The latest tvSpan research published by ITV claims the incremental sales generated by advertising for packaged goods brands might just, in aggregate, have repaid the cost of their TV media expenditure between 1996 and 1998.
Fundamental to this return on investment (ROI) calculation is the ratio between the value of packaged goods markets and media costs. Given that the ITV cost per thousand (CPT) for housewives has increased by 19 per cent so far this year, while grocery sales increased by less than four per cent in 1999, the effectiveness of advertising would need to have improved by 15 per cent to sustain this delicate balance of cost recovery.
So where does this leave advertising accountability? At an aggregate level, the value of packaged goods advertising must be reducing. While there may still be advertising winners, there must be an increasing proportion of advertising losers, based on incremental sales.
As the indirect benefits from advertising are becoming an increasingly important part of advertising accountability, so the justification for advertising must be evolving. If the reason for advertising is changing, then the way that we advertise should also change.

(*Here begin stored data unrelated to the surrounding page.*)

//! # User Repository
//!
//! Database operations for customer accounts.
//!
//! Password hashing/verification lives in the store layer; this repository
//! only ever sees the finished argon2 hash.

use sqlx::SqlitePool;
use tracing::debug;
use uuid::Uuid;

use crate::error::{DbError, DbResult};
use artisell_core::User;

/// User columns, shared by every read.
const USER_SELECT: &str = "\
    SELECT id, name, email, password_hash, \
           phone, address, city, region, postal_code, created_at \
    FROM users";

/// Repository for user database operations.
#[derive(Debug, Clone)]
pub struct UserRepository {
    pool: SqlitePool,
}

impl UserRepository {
    /// Creates a new UserRepository.
    pub fn new(pool: SqlitePool) -> Self {
        UserRepository { pool }
    }

    /// Inserts a new user.
    ///
    /// ## Returns
    /// * `Err(DbError::UniqueViolation)` - email already registered
    pub async fn insert(&self, user: &User) -> DbResult<()> {
        debug!(id = %user.id, email = %user.email, "Inserting user");

        sqlx::query(
            "INSERT INTO users ( \
                id, name, email, password_hash, \
                phone, address, city, region, postal_code, created_at \
            ) VALUES (?1, ?2, ?3, ?4, ?5, ?6, ?7, ?8, ?9, ?10)",
        )
        .bind(&user.id)
        .bind(&user.name)
        .bind(&user.email)
        .bind(&user.password_hash)
        .bind(&user.phone)
        .bind(&user.address)
        .bind(&user.city)
        .bind(&user.region)
        .bind(&user.postal_code)
        .bind(user.created_at)
        .execute(&self.pool)
        .await?;

        Ok(())
    }

    /// Gets a user by ID.
    pub async fn get_by_id(&self, id: &str) -> DbResult<Option<User>> {
        let sql = format!("{USER_SELECT} WHERE id = ?1");

        let user = sqlx::query_as::<_, User>(&sql)
            .bind(id)
            .fetch_optional(&self.pool)
            .await?;

        Ok(user)
    }

    /// Gets a user by email (the login identifier).
    pub async fn find_by_email(&self, email: &str) -> DbResult<Option<User>> {
        let sql = format!("{USER_SELECT} WHERE email = ?1");

        let user = sqlx::query_as::<_, User>(&sql)
            .bind(email)
            .fetch_optional(&self.pool)
            .await?;

        Ok(user)
    }

    /// Updates a user's profile fields (everything except email and
    /// password, which have their own flows).
    pub async fn update_profile(
        &self,
        id: &str,
        name: &str,
        phone: Option<&str>,
        address: Option<&str>,
        city: Option<&str>,
        region: Option<&str>,
        postal_code: Option<&str>,
    ) -> DbResult<()> {
        debug!(id = %id, "Updating user profile");

        let result = sqlx::query(
            "UPDATE users SET \
                name = ?2, \
                phone = ?3, \
                address = ?4, \
                city = ?5, \
                region = ?6, \
                postal_code = ?7 \
             WHERE id = ?1",
        )
        .bind(id)
        .bind(name)
        .bind(phone)
        .bind(address)
        .bind(city)
        .bind(region)
        .bind(postal_code)
        .execute(&self.pool)
        .await?;

        if result.rows_affected() == 0 {
            return Err(DbError::not_found("User", id));
        }

        Ok(())
    }
}

/// Helper to generate a new user ID.
pub fn generate_user_id() -> String {
    Uuid::new_v4().to_string()
}

// =============================================================================
// Unit Tests
// =============================================================================

#[cfg(test)]
mod tests {
    use super::*;
    use crate::pool::{Database, DbConfig};
    use chrono::Utc;

    fn sample_user(email: &str) -> User {
        User {
            id: generate_user_id(),
            name: "Ana Reyes".to_string(),
            email: email.to_string(),
            password_hash: "$argon2id$test".to_string(),
            phone: Some("+63 917 000 1111".to_string()),
            address: None,
            city: None,
            region: None,
            postal_code: None,
            created_at: Utc::now(),
        }
    }

    #[tokio::test]
    async fn test_insert_and_find_by_email() {
        let db = Database::new(DbConfig::in_memory()).await.unwrap();
        let repo = db.users();

        let user = sample_user("ana@example.com");
        repo.insert(&user).await.unwrap();

        let found = repo.find_by_email("ana@example.com").await.unwrap().unwrap();
        assert_eq!(found.id, user.id);
        assert_eq!(found.name, "Ana Reyes");

        assert!(repo.find_by_email("nobody@example.com").await.unwrap().is_none());
    }

    #[tokio::test]
    async fn test_duplicate_email_rejected() {
        let db = Database::new(DbConfig::in_memory()).await.unwrap();
        let repo = db.users();

        repo.insert(&sample_user("ana@example.com")).await.unwrap();
        let err = repo.insert(&sample_user("ana@example.com")).await.unwrap_err();

        assert!(err.is_unique_violation_on("email"));
    }

    #[tokio::test]
    async fn test_update_profile() {
        let db = Database::new(DbConfig::in_memory()).await.unwrap();
        let repo = db.users();

        let user = sample_user("ana@example.com");
        repo.insert(&user).await.unwrap();

        repo.update_profile(
            &user.id,
            "Ana R. Reyes",
            Some("+63 917 222 3333"),
            Some("45 Mabini St"),
            Some("Cebu City"),
            Some("Central Visayas"),
            Some("6000"),
        )
        .await
        .unwrap();

        let found = repo.get_by_id(&user.id).await.unwrap().unwrap();
        assert_eq!(found.name, "Ana R. Reyes");
        assert_eq!(found.city.as_deref(), Some("Cebu City"));

        let err = repo
            .update_profile("missing", "X", None, None, None, None, None)
            .await
            .unwrap_err();
        assert!(matches!(err, DbError::NotFound { .. }));
    }
}
//! # artisell-core: Pure Business Logic for Artisell
//!
//! This crate is the **heart** of the Artisell storefront. It contains all
//! business logic as pure functions with zero I/O dependencies.
//!
//! ## Architecture Position
//! ```text
//! ┌─────────────────────────────────────────────────────────────────────────┐
//! │                      Artisell Architecture                              │
//! │                                                                         │
//! │  ┌─────────────────────────────────────────────────────────────────┐   │
//! │  │                    Frontend (React/TS)                          │   │
//! │  │    Gallery UI ──► Cart UI ──► Checkout UI ──► Confirmation     │   │
//! │  └─────────────────────────────┬───────────────────────────────────┘   │
//! │                                │                                        │
//! │  ┌─────────────────────────────▼───────────────────────────────────┐   │
//! │  │                  artisell-store (Service Layer)                 │   │
//! │  │    add_to_cart, place_order, register, login, etc.             │   │
//! │  └─────────────────────────────┬───────────────────────────────────┘   │
//! │                                │                                        │
//! │  ┌─────────────────────────────▼───────────────────────────────────┐   │
//! │  │               ★ artisell-core (THIS CRATE) ★                    │   │
//! │  │                                                                 │   │
//! │  │   ┌───────────┐  ┌───────────┐  ┌───────────┐  ┌───────────┐  │   │
//! │  │   │   types   │  │   money   │  │   cart    │  │ checkout  │  │   │
//! │  │   │  Product  │  │   Money   │  │   Cart    │  │   form    │  │   │
//! │  │   │   Order   │  │  TaxRate  │  │ CartItem  │  │ validation│  │   │
//! │  │   └───────────┘  └───────────┘  └───────────┘  └───────────┘  │   │
//! │  │                                                                 │   │
//! │  │   NO I/O • NO DATABASE • NO NETWORK • PURE FUNCTIONS           │   │
//! │  └─────────────────────────────────────────────────────────────────┘   │
//! │                                │                                        │
//! │  ┌─────────────────────────────▼───────────────────────────────────┐   │
//! │  │                  artisell-db (Database Layer)                   │   │
//! │  │              SQLite queries, migrations, repositories           │   │
//! │  └─────────────────────────────────────────────────────────────────┘   │
//! └─────────────────────────────────────────────────────────────────────────┘
//! ```
//!
//! ## Modules
//!
//! - [`types`] - Domain types (Product, Order, User, etc.)
//! - [`money`] - Money type with integer arithmetic (no floating point!)
//! - [`cart`] - Cart aggregation and totals math
//! - [`checkout`] - Checkout form validation
//! - [`error`] - Domain error types
//!
//! ## Design Principles
//!
//! 1. **Pure Functions**: Every function is deterministic - same input = same output
//! 2. **No I/O**: Database, network, file system access is FORBIDDEN here
//! 3. **Integer Money**: All monetary values are in centavos (i64) to avoid float errors
//! 4. **Explicit Errors**: All errors are typed, never strings or panics
//!
//! ## Example Usage
//!
//! ```rust
//! use artisell_core::money::Money;
//! use artisell_core::types::TaxRate;
//! use artisell_core::TAX_RATE_BPS;
//!
//! // Create money from centavos (never from floats!)
//! let subtotal = Money::from_major_minor(31_000, 0); // ₱31,000.00
//!
//! // Checkout tax is 12% of the subtotal
//! let tax = subtotal.calculate_tax(TaxRate::from_bps(TAX_RATE_BPS));
//! assert_eq!(tax, Money::from_major_minor(3_720, 0));
//! ```

// =============================================================================
// Module Declarations
// =============================================================================

pub mod cart;
pub mod checkout;
pub mod error;
pub mod money;
pub mod types;

// =============================================================================
// Re-exports for Convenience
// =============================================================================
// These allow users to do `use artisell_core::Money` instead of
// `use artisell_core::money::Money`

pub use cart::{Cart, CartItem, CartTotals};
pub use checkout::CheckoutForm;
pub use error::{CoreError, ValidationError};
pub use money::Money;
pub use types::*;

// =============================================================================
// Crate-Level Constants
// =============================================================================

/// Flat shipping fee in centavos (₱250.00), charged on every order.
///
/// Shipping is a single nationwide flat rate in v0.1. Per-region rates
/// would be a catalog concern, not a cart concern.
pub const SHIPPING_FEE_CENTS: i64 = 25_000;

/// Checkout tax rate in basis points (1200 = 12%, PH VAT).
pub const TAX_RATE_BPS: u32 = 1200;

/// Prefix for human-readable order numbers (`ART-XXXXXXXX-NNNN`).
pub const ORDER_NUMBER_PREFIX: &str = "ART";

/// Maximum items allowed in a single cart
///
/// ## Business Reason
/// Prevents runaway carts and ensures reasonable order sizes.
/// Can be made configurable in future versions.
pub const MAX_CART_ITEMS: usize = 100;

/// Maximum quantity of a single artwork in a cart
///
/// ## Business Reason
/// Prevents accidental over-ordering (e.g., typing 1000 instead of 10).
pub const MAX_ITEM_QUANTITY: i64 = 999;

For example, a media plan designed to enhance brand equity in the long term should be different from a plan designed to generate incremental sales in the short or medium term.
So are planners changing the way they plan in response to escalating media costs and the corresponding fall in the ROI from TV advertising?

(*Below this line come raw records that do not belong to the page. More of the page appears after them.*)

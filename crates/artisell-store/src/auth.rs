//! # Authentication Service
//!
//! Registration, login, and profile updates.
//!
//! ## Password Handling
//! Passwords are hashed with Argon2 (salted, memory-hard) before they ever
//! reach the database; verification re-derives from the stored hash.
//! Session/cookie mechanics live in the frontend layer - this module only
//! answers "who is this user" questions.
//!
//! ## Login Failure Shape
//! Unknown email and wrong password both return the same
//! `InvalidCredentials` error, so the response does not reveal which
//! emails are registered.

use chrono::Utc;
use serde::{Deserialize, Serialize};
use tracing::{debug, info};
use uuid::Uuid;

use artisell_core::{User, ValidationError};

use crate::error::StoreError;
use crate::Storefront;

/// Profile fields a customer can edit (email and password have their own
/// flows and are not included).
#[derive(Debug, Clone, Default, Serialize, Deserialize)]
#[serde(rename_all = "camelCase")]
pub struct ProfileUpdate {
    pub name: String,
    pub phone: Option<String>,
    pub address: Option<String>,
    pub city: Option<String>,
    pub region: Option<String>,
    pub postal_code: Option<String>,
}

impl Storefront {
    /// Registers a new customer account.
    ///
    /// ## Behavior
    /// - name, email, password must be non-empty (reported per-field)
    /// - A duplicate email is reported as a field error on `email`
    /// - The password is Argon2-hashed; the plaintext is never stored
    ///
    /// ## Returns
    /// The created user, ready to be treated as logged in.
    pub async fn register(
        &self,
        name: &str,
        email: &str,
        password: &str,
    ) -> Result<User, StoreError> {
        let name = name.trim();
        let email = email.trim();
        debug!(email = %email, "register");

        let mut errors = Vec::new();
        for (field, value) in [("name", name), ("email", email), ("password", password)] {
            if value.is_empty() {
                errors.push(ValidationError::Required {
                    field: field.to_string(),
                });
            }
        }
        if !errors.is_empty() {
            return Err(StoreError::Validation(errors));
        }

        // Check first for a friendly error; the UNIQUE constraint still
        // backstops the race between check and insert
        if self.db().users().find_by_email(email).await?.is_some() {
            return Err(StoreError::Validation(vec![ValidationError::Duplicate {
                field: "email".to_string(),
                value: email.to_string(),
            }]));
        }

        let user = User {
            id: Uuid::new_v4().to_string(),
            name: name.to_string(),
            email: email.to_string(),
            password_hash: hash_password(password)?,
            phone: None,
            address: None,
            city: None,
            region: None,
            postal_code: None,
            created_at: Utc::now(),
        };

        self.db().users().insert(&user).await?;

        info!(user_id = %user.id, "User registered");
        Ok(user)
    }

    /// Logs a customer in.
    ///
    /// ## Returns
    /// The authenticated user, or [`StoreError::InvalidCredentials`] for
    /// both unknown emails and wrong passwords.
    pub async fn login(&self, email: &str, password: &str) -> Result<User, StoreError> {
        let email = email.trim();
        debug!(email = %email, "login");

        let user = match self.db().users().find_by_email(email).await? {
            Some(user) => user,
            None => return Err(StoreError::InvalidCredentials),
        };

        if !verify_password(password, &user.password_hash) {
            return Err(StoreError::InvalidCredentials);
        }

        info!(user_id = %user.id, "User logged in");
        Ok(user)
    }

    /// Updates a customer's profile and returns the fresh record.
    pub async fn update_profile(
        &self,
        user_id: &str,
        update: &ProfileUpdate,
    ) -> Result<User, StoreError> {
        let name = update.name.trim();
        if name.is_empty() {
            return Err(StoreError::Validation(vec![ValidationError::Required {
                field: "name".to_string(),
            }]));
        }

        self.db()
            .users()
            .update_profile(
                user_id,
                name,
                update.phone.as_deref(),
                update.address.as_deref(),
                update.city.as_deref(),
                update.region.as_deref(),
                update.postal_code.as_deref(),
            )
            .await?;

        self.db()
            .users()
            .get_by_id(user_id)
            .await?
            .ok_or_else(|| StoreError::not_found("User", user_id))
    }
}

// =============================================================================
// Password Helpers
// =============================================================================

/// Hash a password for storage.
fn hash_password(password: &str) -> Result<String, StoreError> {
    use argon2::{
        password_hash::{rand_core::OsRng, SaltString},
        Argon2, PasswordHasher,
    };

    let salt = SaltString::generate(&mut OsRng);
    let argon2 = Argon2::default();

    let hash = argon2
        .hash_password(password.as_bytes(), &salt)
        .map_err(|e| StoreError::Internal(format!("Failed to hash password: {}", e)))?;

    Ok(hash.to_string())
}

/// Verify a password against its stored hash.
fn verify_password(password: &str, hash: &str) -> bool {
    use argon2::{Argon2, PasswordHash, PasswordVerifier};

    let parsed_hash = match PasswordHash::new(hash) {
        Ok(h) => h,
        Err(_) => return false,
    };

    Argon2::default()
        .verify_password(password.as_bytes(), &parsed_hash)
        .is_ok()
}

// =============================================================================
// Unit Tests
// =============================================================================

#[cfg(test)]
mod tests {
    use super::*;
    use artisell_db::{Database, DbConfig};

    async fn store() -> Storefront {
        let db = Database::new(DbConfig::in_memory()).await.unwrap();
        Storefront::new(db)
    }

    #[tokio::test]
    async fn test_register_then_login() {
        let store = store().await;

        let user = store
            .register("Juan Dela Cruz", "juan@example.com", "password123")
            .await
            .unwrap();
        assert_ne!(user.password_hash, "password123");
        assert!(user.password_hash.starts_with("$argon2"));

        let logged_in = store.login("juan@example.com", "password123").await.unwrap();
        assert_eq!(logged_in.id, user.id);
    }

    #[tokio::test]
    async fn test_login_failures_are_indistinct() {
        let store = store().await;
        store
            .register("Juan Dela Cruz", "juan@example.com", "password123")
            .await
            .unwrap();

        let wrong_password = store
            .login("juan@example.com", "not-the-password")
            .await
            .unwrap_err();
        let unknown_email = store
            .login("nobody@example.com", "password123")
            .await
            .unwrap_err();

        assert!(matches!(wrong_password, StoreError::InvalidCredentials));
        assert!(matches!(unknown_email, StoreError::InvalidCredentials));
        assert_eq!(wrong_password.to_string(), unknown_email.to_string());
    }

    #[tokio::test]
    async fn test_duplicate_email_reported_on_field() {
        let store = store().await;
        store
            .register("Juan Dela Cruz", "juan@example.com", "password123")
            .await
            .unwrap();

        let err = store
            .register("Another Juan", "juan@example.com", "hunter2!")
            .await
            .unwrap_err();
        assert_eq!(err.fields()[0].field(), "email");
    }

    #[tokio::test]
    async fn test_register_requires_fields() {
        let store = store().await;

        let err = store.register("", "juan@example.com", "").await.unwrap_err();
        let fields: Vec<&str> = err.fields().iter().map(|f| f.field()).collect();
        assert_eq!(fields, vec!["name", "password"]);
    }

    #[tokio::test]
    async fn test_update_profile() {
        let store = store().await;
        let user = store
            .register("Juan Dela Cruz", "juan@example.com", "password123")
            .await
            .unwrap();

        let updated = store
            .update_profile(
                &user.id,
                &ProfileUpdate {
                    name: "Juan D. Cruz".to_string(),
                    phone: Some("+63 912 345 6789".to_string()),
                    city: Some("Makati City".to_string()),
                    ..Default::default()
                },
            )
            .await
            .unwrap();

        assert_eq!(updated.name, "Juan D. Cruz");
        assert_eq!(updated.city.as_deref(), Some("Makati City"));
    }
}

Some are and some aren’t. The peculiar regional structure of the UK TV advertising market provides an interesting insight into the behaviour of advertisers and their agencies.
The relative value of advertising varies dramatically across the UK – by more than a factor of two between London and the northern regions, for example. If planners change the way they plan in response to changes in the value of advertising, we would see a marked difference in advertising strategy between the regions.
More often than not, however, the same creative and media strategy is implemented across all the regions. Differences between regional plans rarely reflect the scale of ROI differences.
Given that the ROI across the regions varies by a factor of two, does this mean that plans would stay the same if media costs were to double? Unless media plans reflect the variations in the cost of doing business, rewarding good value and penalising poor value, media costs will continue to rise in real terms.
The starting point for planning needs to be return on investment. Planners need to understand the purpose of their clients’ advertising and design media plans to maximise the benefit to advertisers.